"""
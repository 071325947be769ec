//! Shared-file store: each database has a derived share directory holding
//! the raw bytes of messages' shared files, indexed by `_shared_files_`.

use std::fs;
use std::path::{Path, PathBuf};

use chrono::{DateTime, Utc};
use rusqlite::{params, OptionalExtension};

use crate::db::pool::DbPool;
use crate::error::{ChatVaultError, Result};

#[derive(Debug, Clone)]
pub struct SharedFileMeta {
    pub docid: Option<String>,
    pub author: String,
    pub category: Option<String>,
    pub mimetype: Option<String>,
    pub filename: String,
}

#[derive(Debug, Clone)]
pub struct SharedFile {
    pub id: i64,
    pub convo_id: i64,
    pub msg_id: i64,
    pub docid: Option<String>,
    pub author: String,
    pub category: Option<String>,
    pub mimetype: Option<String>,
    pub filesize: i64,
    pub filename: String,
    pub filepath: String,
}

/// Returns `<db-dir>/<db-filename> files/`, the default share directory;
/// overridable by the `_options_` row `ShareDirectory`.
pub fn default_share_dir(db_path: &Path) -> PathBuf {
    let dir = db_path.parent().unwrap_or_else(|| Path::new("."));
    let stem = db_path
        .file_name()
        .map(|n| n.to_string_lossy().to_string())
        .unwrap_or_default();
    dir.join(format!("{stem} files"))
}

fn sanitize_component(s: &str) -> String {
    s.chars()
        .map(|c| if c.is_ascii_alphanumeric() || c == '.' || c == '_' || c == '-' { c } else { '_' })
        .collect()
}

/// Writes `content` under `share_dir` as `<yyyymmdd_HHMMSS>_<author>_<orig>`,
/// uniquifying on collision, and inserts/updates the `_shared_files_` row.
/// Returns `None` (and logs) on an IO failure, matching the original's
/// "store returns None on failure, row is not inserted" contract.
pub fn store_shared_file(
    pool: &DbPool,
    share_dir: &Path,
    convo_id: i64,
    msg_id: i64,
    when: DateTime<Utc>,
    content: &[u8],
    meta: &SharedFileMeta,
) -> Option<i64> {
    if let Err(e) = fs::create_dir_all(share_dir) {
        tracing::warn!(error = %e, dir = %share_dir.display(), "failed to create share directory");
        return None;
    }

    let stamp = when.format("%Y%m%d_%H%M%S").to_string();
    let base = format!(
        "{}_{}_{}",
        stamp,
        sanitize_component(&meta.author),
        sanitize_component(&meta.filename)
    );

    let mut candidate = base.clone();
    let mut suffix = 1;
    while share_dir.join(&candidate).exists() {
        candidate = format!("{base}.{suffix}");
        suffix += 1;
    }

    let full_path = share_dir.join(&candidate);
    if let Err(e) = fs::write(&full_path, content) {
        tracing::warn!(error = %e, path = %full_path.display(), "failed to write shared file");
        return None;
    }

    let conn = match pool.get() {
        Ok(c) => c,
        Err(e) => {
            tracing::warn!(error = %e, "failed to acquire db connection for shared file insert");
            return None;
        }
    };

    let existing: Option<(i64, String)> = conn
        .query_row(
            "SELECT id, filepath FROM _shared_files_ WHERE msg_id = ?1",
            params![msg_id],
            |row| Ok((row.get(0)?, row.get(1)?)),
        )
        .optional()
        .ok()
        .flatten();

    let result = if let Some((existing_id, old_filepath)) = existing {
        let old_full = share_dir.join(&old_filepath);
        if old_full != full_path {
            let _ = fs::remove_file(&old_full);
        }
        conn.execute(
            "UPDATE _shared_files_ SET docid=?1, author=?2, category=?3, mimetype=?4, \
             filesize=?5, filename=?6, filepath=?7 WHERE id=?8",
            params![
                meta.docid,
                meta.author,
                meta.category,
                meta.mimetype,
                content.len() as i64,
                meta.filename,
                candidate,
                existing_id,
            ],
        )
        .map(|_| existing_id)
    } else {
        conn.execute(
            "INSERT INTO _shared_files_ (convo_id, msg_id, docid, author, category, mimetype, \
             filesize, filename, filepath) VALUES (?1,?2,?3,?4,?5,?6,?7,?8,?9)",
            params![
                convo_id,
                msg_id,
                meta.docid,
                meta.author,
                meta.category,
                meta.mimetype,
                content.len() as i64,
                meta.filename,
                candidate,
            ],
        )
        .map(|_| conn.last_insert_rowid())
    };

    result.ok()
}

pub fn get_shared_file(pool: &DbPool, msg_id: i64) -> Result<Option<SharedFile>> {
    let conn = pool.get()?;
    conn.query_row(
        "SELECT id, convo_id, msg_id, docid, author, category, mimetype, filesize, filename, filepath \
         FROM _shared_files_ WHERE msg_id = ?1",
        params![msg_id],
        |row| {
            Ok(SharedFile {
                id: row.get(0)?,
                convo_id: row.get(1)?,
                msg_id: row.get(2)?,
                docid: row.get(3)?,
                author: row.get(4)?,
                category: row.get(5)?,
                mimetype: row.get(6)?,
                filesize: row.get(7)?,
                filename: row.get(8)?,
                filepath: row.get(9)?,
            })
        },
    )
    .optional()
    .map_err(ChatVaultError::from)
}

pub fn get_shared_file_path(pool: &DbPool, share_dir: &Path, msg_id: i64) -> Result<Option<PathBuf>> {
    Ok(get_shared_file(pool, msg_id)?.map(|f| share_dir.join(f.filepath)))
}

/// Moves every file referenced by `_shared_files_` from `old_dir` into
/// `new_dir` and rewrites stored filepaths, mirroring `rename_share_path`.
pub fn rename_share_path(pool: &DbPool, old_dir: &Path, new_dir: &Path) -> Result<usize> {
    let conn = pool.get()?;
    let mut stmt = conn.prepare("SELECT id, filepath FROM _shared_files_")?;
    let rows: Vec<(i64, String)> = stmt
        .query_map([], |row| Ok((row.get(0)?, row.get(1)?)))?
        .filter_map(|r| r.ok())
        .collect();

    fs::create_dir_all(new_dir)?;
    let mut moved = 0;
    for (id, filepath) in rows {
        let from = old_dir.join(&filepath);
        let to = new_dir.join(&filepath);
        if from.exists() {
            fs::rename(&from, &to)?;
            moved += 1;
        }
        conn.execute(
            "UPDATE _shared_files_ SET filepath = ?1 WHERE id = ?2",
            params![filepath, id],
        )?;
    }
    Ok(moved)
}

#[cfg(test)]
mod tests {
    use super::*;
    use crate::db::pool::create_memory_pool;
    use crate::db::schema::{ensure_internal_schema, ensure_schema};
    use tempfile::tempdir;

    fn setup_pool() -> DbPool {
        let pool = create_memory_pool().unwrap();
        let conn = pool.get().unwrap();
        ensure_schema(&conn).unwrap();
        ensure_internal_schema(&conn).unwrap();
        pool
    }

    #[test]
    fn store_then_fetch_round_trips() {
        let pool = setup_pool();
        let dir = tempdir().unwrap();
        let meta = SharedFileMeta {
            docid: Some("doc1".into()),
            author: "alice".into(),
            category: Some("image".into()),
            mimetype: Some("image/png".into()),
            filename: "photo.png".into(),
        };
        let when = Utc::now();
        let id = store_shared_file(&pool, dir.path(), 1, 1, when, b"hello", &meta);
        assert!(id.is_some());

        let fetched = get_shared_file(&pool, 1).unwrap().unwrap();
        assert_eq!(fetched.author, "alice");
        assert_eq!(fetched.filesize, 5);

        let path = get_shared_file_path(&pool, dir.path(), 1).unwrap().unwrap();
        assert!(path.exists());
    }

    #[test]
    fn overwrite_removes_previous_file() {
        let pool = setup_pool();
        let dir = tempdir().unwrap();
        let meta = SharedFileMeta {
            docid: None,
            author: "alice".into(),
            category: None,
            mimetype: None,
            filename: "a.txt".into(),
        };
        let when = Utc::now();
        store_shared_file(&pool, dir.path(), 1, 1, when, b"first", &meta);
        let first = get_shared_file(&pool, 1).unwrap().unwrap();
        let first_path = dir.path().join(&first.filepath);
        assert!(first_path.exists());

        store_shared_file(&pool, dir.path(), 1, 1, when, b"second", &meta);
        assert!(!first_path.exists() || first_path == dir.path().join(get_shared_file(&pool, 1).unwrap().unwrap().filepath));
    }
}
"""
* [Problem to solve]
Looking back over the data above, restate word for word the lines that begin at the line with "use crate::db::pool::DbPool;" and end at the line with "default share directory;", inclusive.

* [Task output]
use crate::db::pool::DbPool;
use crate::error::{ChatVaultError, Result};

#[derive(Debug, Clone)]
pub struct SharedFileMeta {
    pub docid: Option<String>,
    pub author: String,
    pub category: Option<String>,
    pub mimetype: Option<String>,
    pub filename: String,
}

#[derive(Debug, Clone)]
pub struct SharedFile {
    pub id: i64,
    pub convo_id: i64,
    pub msg_id: i64,
    pub docid: Option<String>,
    pub author: String,
    pub category: Option<String>,
    pub mimetype: Option<String>,
    pub filesize: i64,
    pub filename: String,
    pub filepath: String,
}

/// Returns `<db-dir>/<db-filename> files/`, the default share directory;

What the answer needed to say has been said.